* **Entries provided**:
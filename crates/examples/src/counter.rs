use std::{cell::Cell, rc::Rc};

use frond::{
    Color, Context, NodeId, Scene, WidgetExt,
    error::Result,
    layout::CrossAxisAlignment,
    widgets::{Button, Center, Flex, Text},
};
use tracing::warn;

use crate::palette;

/// Handles into a built counter scene.
#[derive(Debug, Clone, Copy)]
pub struct Counter {
    /// The big number.
    pub display: NodeId,
    /// The status line under it.
    pub status: NodeId,
    /// Subtract one.
    pub decrement: NodeId,
    /// Back to zero.
    pub reset: NodeId,
    /// Add one.
    pub increment: NodeId,
}

/// Status text and color for a count.
pub fn status(count: i32) -> (&'static str, Color) {
    match count {
        0 => ("Start counting!", palette::MUTED),
        1..=10 => ("Getting started", palette::BLUE),
        11..=50 => ("Making progress!", palette::GREEN),
        n if n > 50 => ("You're on fire!", palette::GREEN),
        _ => ("Going backwards", palette::RED),
    }
}

/// Push a new count into the display and status widgets.
fn show(ctx: &mut dyn Context, counter: Counter, count: i32) {
    let (text, color) = status(count);
    let updated = ctx
        .with_widget::<Text, _>(counter.display, |t, _| t.set_text(count.to_string()))
        .and_then(|()| {
            ctx.with_widget::<Text, _>(counter.status, |t, _| {
                t.set_text(text);
                t.set_color(color);
            })
        });
    if let Err(e) = updated {
        warn!(error = %e, "counter display out of sync");
    }
}

/// Wire `button` to apply `step` to the shared count.
fn wire(
    scene: &mut Scene,
    button: NodeId,
    counter: Counter,
    count: &Rc<Cell<i32>>,
    step: fn(i32) -> i32,
) -> Result<()> {
    let count = count.clone();
    scene.with_widget::<Button, _>(button, move |b, _| {
        b.on_click.connect(move |ctx, _| {
            count.set(step(count.get()));
            show(ctx, counter, count.get());
        });
    })
}

/// Build the counter into `scene`.
pub fn build(scene: &mut Scene) -> Result<Counter> {
    let (initial, color) = status(0);
    let root = scene.add(
        Center::new().child(
            Flex::column()
                .with_gap(16)
                .with_cross_align(CrossAxisAlignment::Center)
                .child(Text::new("COUNTER").with_size(32))
                .child(Text::new("0").with_size(64).with_color(palette::BLUE))
                .child(Text::new(initial).with_color(color))
                .child(
                    Flex::row()
                        .with_gap(12)
                        .child(
                            Button::new("-")
                                .with_size(64, 40)
                                .with_style(palette::button(palette::RED)),
                        )
                        .child(
                            Button::new("Reset")
                                .with_size(96, 40)
                                .with_style(palette::button(palette::SURFACE)),
                        )
                        .child(
                            Button::new("+")
                                .with_size(64, 40)
                                .with_style(palette::button(palette::GREEN)),
                        ),
                ),
        ),
    );
    let column = scene.child_at(root, 0)?;
    let buttons = scene.child_at(column, 3)?;
    let counter = Counter {
        display: scene.child_at(column, 1)?,
        status: scene.child_at(column, 2)?,
        decrement: scene.child_at(buttons, 0)?,
        reset: scene.child_at(buttons, 1)?,
        increment: scene.child_at(buttons, 2)?,
    };

    let count = Rc::new(Cell::new(0));
    wire(scene, counter.decrement, counter, &count, |n| n - 1)?;
    wire(scene, counter.reset, counter, &count, |_| 0)?;
    wire(scene, counter.increment, counter, &count, |n| n + 1)?;
    Ok(counter)
}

* **Description of the task**: Your answer should be the exact lines above from the one with "built counter scene." through the one with "for a count.", both included, and nothing besides.

* **Output of the exercise**:
/// Handles into a built counter scene.
#[derive(Debug, Clone, Copy)]
pub struct Counter {
    /// The big number.
    pub display: NodeId,
    /// The status line under it.
    pub status: NodeId,
    /// Subtract one.
    pub decrement: NodeId,
    /// Back to zero.
    pub reset: NodeId,
    /// Add one.
    pub increment: NodeId,
}

/// Status text and color for a count.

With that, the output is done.